───── EXTRACTED INFORMATION ─────

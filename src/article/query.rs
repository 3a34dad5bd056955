//! Validation and SQL composition for the article listing.
//!
//! Raw query-string values only ever reach the SQL text through the closed
//! tables below: `sort_by` and `order` are looked up, and the statement is
//! written from the matched entries. Everything else is a bind parameter.

use crate::types::{ApiError, Validate};

const DEFAULT_LIMIT: i64 = 10;
const DEFAULT_PAGE: i64 = 1;

#[derive(Debug, Clone, Copy, PartialEq, Eq)]
pub enum SortColumn {
    ArticleId,
    Title,
    Author,
    Topic,
    CreatedAt,
    Votes,
    ArticleImgUrl,
    CommentCount,
}

// Accepted `sort_by` values.
const SORT_COLUMNS: &[(&str, SortColumn)] = &[
    ("article_id", SortColumn::ArticleId),
    ("title", SortColumn::Title),
    ("author", SortColumn::Author),
    ("topic", SortColumn::Topic),
    ("created_at", SortColumn::CreatedAt),
    ("votes", SortColumn::Votes),
    ("article_img_url", SortColumn::ArticleImgUrl),
    ("comment_count", SortColumn::CommentCount),
];

impl SortColumn {
    pub fn from_param(value: &str) -> Option<SortColumn> {
        SORT_COLUMNS
            .iter()
            .find(|(name, _)| *name == value)
            .map(|&(_, column)| column)
    }

    /// The ORDER BY expression. `comment_count` is the aggregate's alias.
    pub fn column(self) -> &'static str {
        match self {
            SortColumn::ArticleId => "articles.article_id",
            SortColumn::Title => "articles.title",
            SortColumn::Author => "articles.author",
            SortColumn::Topic => "articles.topic",
            SortColumn::CreatedAt => "articles.created_at",
            SortColumn::Votes => "articles.votes",
            SortColumn::ArticleImgUrl => "articles.article_img_url",
            SortColumn::CommentCount => "comment_count",
        }
    }
}

impl Default for SortColumn {
    fn default() -> Self {
        SortColumn::CreatedAt
    }
}

#[derive(Debug, Clone, Copy, PartialEq, Eq)]
pub enum Order {
    Asc,
    Desc,
}

impl Order {
    /// Case-sensitive: only `ASC` and `DESC` are accepted.
    pub fn from_param(value: &str) -> Option<Order> {
        match value {
            "ASC" => Some(Order::Asc),
            "DESC" => Some(Order::Desc),
            _ => None,
        }
    }

    pub fn keyword(self) -> &'static str {
        match self {
            Order::Asc => "ASC",
            Order::Desc => "DESC",
        }
    }
}

impl Default for Order {
    fn default() -> Self {
        Order::Desc
    }
}

/// A 1-indexed page of `limit` rows.
#[derive(Debug, Clone, Copy, PartialEq, Eq)]
pub struct Pagination {
    pub limit: i64,
    pub page: i64,
}

impl Default for Pagination {
    fn default() -> Self {
        Pagination {
            limit: DEFAULT_LIMIT,
            page: DEFAULT_PAGE,
        }
    }
}

impl Pagination {
    /// Limit is checked before page.
    pub fn parse(limit: Option<&str>, page: Option<&str>) -> Result<Pagination, ApiError> {
        let limit = match limit {
            Some(raw) => positive(raw).ok_or(ApiError::InvalidLimit)?,
            None => DEFAULT_LIMIT,
        };
        let page = match page {
            Some(raw) => positive(raw).ok_or(ApiError::InvalidPage)?,
            None => DEFAULT_PAGE,
        };
        Ok(Pagination { limit, page })
    }

    pub fn offset(&self) -> i64 {
        (self.page - 1).saturating_mul(self.limit)
    }
}

fn positive(raw: &str) -> Option<i64> {
    raw.parse::<i64>().ok().filter(|n| *n >= 1)
}

/// Query string of `GET /api/articles`, as received.
#[derive(Debug, Default, FromForm)]
pub struct ArticleParams {
    pub sort_by: Option<String>,
    pub order: Option<String>,
    pub topic: Option<String>,
    pub limit: Option<String>,
    pub p: Option<String>,
}

/// Query string of `GET /api/articles/<id>/comments`, as received.
#[derive(Debug, Default, FromForm)]
pub struct PageParams {
    pub limit: Option<String>,
    pub p: Option<String>,
}

/// A validated listing request. Only produced by validating [`ArticleParams`].
#[derive(Debug, Clone, PartialEq, Eq)]
pub struct ArticleQuery {
    pub sort_by: SortColumn,
    pub order: Order,
    pub topic: Option<String>,
    pub page: Pagination,
}

impl Validate for ArticleParams {
    type Output = ArticleQuery;
    type Error = ApiError;

    fn validate(self) -> Result<ArticleQuery, ApiError> {
        let sort_by = match self.sort_by {
            Some(ref raw) => SortColumn::from_param(raw).ok_or(ApiError::InvalidSortColumn)?,
            None => SortColumn::default(),
        };
        let order = match self.order {
            Some(ref raw) => Order::from_param(raw).ok_or(ApiError::InvalidOrder)?,
            None => Order::default(),
        };
        let page = Pagination::parse(self.limit.as_deref(), self.p.as_deref())?;

        Ok(ArticleQuery {
            sort_by,
            order,
            topic: self.topic,
            page,
        })
    }
}

impl Validate for PageParams {
    type Output = Pagination;
    type Error = ApiError;

    fn validate(self) -> Result<Pagination, ApiError> {
        Pagination::parse(self.limit.as_deref(), self.p.as_deref())
    }
}

const SELECT_ARTICLES: &str = "SELECT articles.article_id,
       articles.title,
       articles.author,
       articles.topic,
       articles.created_at,
       articles.votes,
       articles.article_img_url,
       COUNT(comments.comment_id) AS comment_count
  FROM articles
  LEFT JOIN comments ON comments.article_id = articles.article_id";

impl ArticleQuery {
    /// The page statement. Binds, in order: topic (when filtered), limit, offset.
    pub fn listing_sql(&self) -> String {
        let mut sql = String::from(SELECT_ARTICLES);
        let mut param = 1;
        if self.topic.is_some() {
            sql.push_str("\n WHERE articles.topic = $1");
            param += 1;
        }
        sql.push_str(&format!(
            "\n GROUP BY articles.article_id\n ORDER BY {} {}, articles.article_id ASC\n LIMIT ${} OFFSET ${}",
            self.sort_by.column(),
            self.order.keyword(),
            param,
            param + 1
        ));
        sql
    }
}
use diesel::prelude::*;
use rocket::serde::json::Json;
use rocket::Route;
use crate::db::schema::topics;
use crate::db::Db;
use crate::types::{ApiError, ApiResult};

#[derive(Debug, Queryable, Serialize, PartialEq)]
pub struct Topic {
    pub slug: String,
    pub description: String,
}

#[derive(Debug, Serialize)]
pub struct TopicsResponse {
    topics: Vec<Topic>,
}

pub fn fetch_topics(connection: &mut PgConnection) -> Result<Vec<Topic>, ApiError> {
    let topics = topics::table
        .order(topics::slug.asc())
        .load::<Topic>(connection)?;
    Ok(topics)
}

#[get("/")]
pub async fn list(db: Db) -> ApiResult<TopicsResponse> {
    let topics = db.run(fetch_topics).await?;
    Ok(Json(TopicsResponse { topics }))
}

pub fn routes() -> Vec<Route> {
    routes![list]
}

─────

## REQUIRED ACTION
Print all of the entries exactly as they appear.

## RESPONSE FOR THIS EXERCISE
filename src/article/query.rs
repository 3a34dad5bd056955
//! Validation and SQL composition for the article listing.
//!
//! Raw query-string values only ever reach the SQL text through the closed
//! tables below: `sort_by` and `order` are looked up, and the statement is
//! written from the matched entries. Everything else is a bind parameter.

use crate::types::{ApiError, Validate};

const DEFAULT_LIMIT: i64 = 10;
const DEFAULT_PAGE: i64 = 1;

#[derive(Debug, Clone, Copy, PartialEq, Eq)]
pub enum SortColumn {
    ArticleId,
    Title,
    Author,
    Topic,
    CreatedAt,
    Votes,
    ArticleImgUrl,
    CommentCount,
}

// Accepted `sort_by` values.
const SORT_COLUMNS: &[(&str, SortColumn)] = &[
    ("article_id", SortColumn::ArticleId),
    ("title", SortColumn::Title),
    ("author", SortColumn::Author),
    ("topic", SortColumn::Topic),
    ("created_at", SortColumn::CreatedAt),
    ("votes", SortColumn::Votes),
    ("article_img_url", SortColumn::ArticleImgUrl),
    ("comment_count", SortColumn::CommentCount),
];

impl SortColumn {
    pub fn from_param(value: &str) -> Option<SortColumn> {
        SORT_COLUMNS
            .iter()
            .find(|(name, _)| *name == value)
            .map(|&(_, column)| column)
    }

    /// The ORDER BY expression. `comment_count` is the aggregate's alias.
    pub fn column(self) -> &'static str {
        match self {
            SortColumn::ArticleId => "articles.article_id",
            SortColumn::Title => "articles.title",
            SortColumn::Author => "articles.author",
            SortColumn::Topic => "articles.topic",
            SortColumn::CreatedAt => "articles.created_at",
            SortColumn::Votes => "articles.votes",
            SortColumn::ArticleImgUrl => "articles.article_img_url",
            SortColumn::CommentCount => "comment_count",
        }
    }
}

impl Default for SortColumn {
    fn default() -> Self {
        SortColumn::CreatedAt
    }
}

#[derive(Debug, Clone, Copy, PartialEq, Eq)]
pub enum Order {
    Asc,
    Desc,
}

impl Order {
    /// Case-sensitive: only `ASC` and `DESC` are accepted.
    pub fn from_param(value: &str) -> Option<Order> {
        match value {
            "ASC" => Some(Order::Asc),
            "DESC" => Some(Order::Desc),
            _ => None,
        }
    }

    pub fn keyword(self) -> &'static str {
        match self {
            Order::Asc => "ASC",
            Order::Desc => "DESC",
        }
    }
}

impl Default for Order {
    fn default() -> Self {
        Order::Desc
    }
}

/// A 1-indexed page of `limit` rows.
#[derive(Debug, Clone, Copy, PartialEq, Eq)]
pub struct Pagination {
    pub limit: i64,
    pub page: i64,
}

impl Default for Pagination {
    fn default() -> Self {
        Pagination {
            limit: DEFAULT_LIMIT,
            page: DEFAULT_PAGE,
        }
    }
}

impl Pagination {
    /// Limit is checked before page.
    pub fn parse(limit: Option<&str>, page: Option<&str>) -> Result<Pagination, ApiError> {
        let limit = match limit {
            Some(raw) => positive(raw).ok_or(ApiError::InvalidLimit)?,
            None => DEFAULT_LIMIT,
        };
        let page = match page {
            Some(raw) => positive(raw).ok_or(ApiError::InvalidPage)?,
            None => DEFAULT_PAGE,
        };
        Ok(Pagination { limit, page })
    }

    pub fn offset(&self) -> i64 {
        (self.page - 1).saturating_mul(self.limit)
    }
}

fn positive(raw: &str) -> Option<i64> {
    raw.parse::<i64>().ok().filter(|n| *n >= 1)
}

/// Query string of `GET /api/articles`, as received.
#[derive(Debug, Default, FromForm)]
pub struct ArticleParams {
    pub sort_by: Option<String>,
    pub order: Option<String>,
    pub topic: Option<String>,
    pub limit: Option<String>,
    pub p: Option<String>,
}

/// Query string of `GET /api/articles/<id>/comments`, as received.
#[derive(Debug, Default, FromForm)]
pub struct PageParams {
    pub limit: Option<String>,
    pub p: Option<String>,
}

/// A validated listing request. Only produced by validating [`ArticleParams`].
#[derive(Debug, Clone, PartialEq, Eq)]
pub struct ArticleQuery {
    pub sort_by: SortColumn,
    pub order: Order,
    pub topic: Option<String>,
    pub page: Pagination,
}

impl Validate for ArticleParams {
    type Output = ArticleQuery;
    type Error = ApiError;

    fn validate(self) -> Result<ArticleQuery, ApiError> {
        let sort_by = match self.sort_by {
            Some(ref raw) => SortColumn::from_param(raw).ok_or(ApiError::InvalidSortColumn)?,
            None => SortColumn::default(),
        };
        let order = match self.order {
            Some(ref raw) => Order::from_param(raw).ok_or(ApiError::InvalidOrder)?,
            None => Order::default(),
        };
        let page = Pagination::parse(self.limit.as_deref(), self.p.as_deref())?;

        Ok(ArticleQuery {
            sort_by,
            order,
            topic: self.topic,
            page,
        })
    }
}

impl Validate for PageParams {
    type Output = Pagination;
    type Error = ApiError;

    fn validate(self) -> Result<Pagination, ApiError> {
        Pagination::parse(self.limit.as_deref(), self.p.as_deref())
    }
}

const SELECT_ARTICLES: &str = "SELECT articles.article_id,
       articles.title,
       articles.author,
       articles.topic,
       articles.created_at,
       articles.votes,
       articles.article_img_url,
       COUNT(comments.comment_id) AS comment_count
  FROM articles
  LEFT JOIN comments ON comments.article_id = articles.article_id";

impl ArticleQuery {
    /// The page statement. Binds, in order: topic (when filtered), limit, offset.
    pub fn listing_sql(&self) -> String {
        let mut sql = String::from(SELECT_ARTICLES);
        let mut param = 1;
        if self.topic.is_some() {
            sql.push_str("\n WHERE articles.topic = $1");
            param += 1;
        }
        sql.push_str(&format!(
            "\n GROUP BY articles.article_id\n ORDER BY {} {}, articles.article_id ASC\n LIMIT ${} OFFSET ${}",
            self.sort_by.column(),
            self.order.keyword(),
            param,
            param + 1
        ));
        sql
    }
}
use diesel::prelude::*;
use rocket::serde::json::Json;
use rocket::Route;
use crate::db::schema::topics;
use crate::db::Db;
use crate::types::{ApiError, ApiResult};

#[derive(Debug, Queryable, Serialize, PartialEq)]
pub struct Topic {
    pub slug: String,
    pub description: String,
}

#[derive(Debug, Serialize)]
pub struct TopicsResponse {
    topics: Vec<Topic>,
}

pub fn fetch_topics(connection: &mut PgConnection) -> Result<Vec<Topic>, ApiError> {
    let topics = topics::table
        .order(topics::slug.asc())
        .load::<Topic>(connection)?;
    Ok(topics)
}

#[get("/")]
pub async fn list(db: Db) -> ApiResult<TopicsResponse> {
    let topics = db.run(fetch_topics).await?;
    Ok(Json(TopicsResponse { topics }))
}

pub fn routes() -> Vec<Route> {
    routes![list]
}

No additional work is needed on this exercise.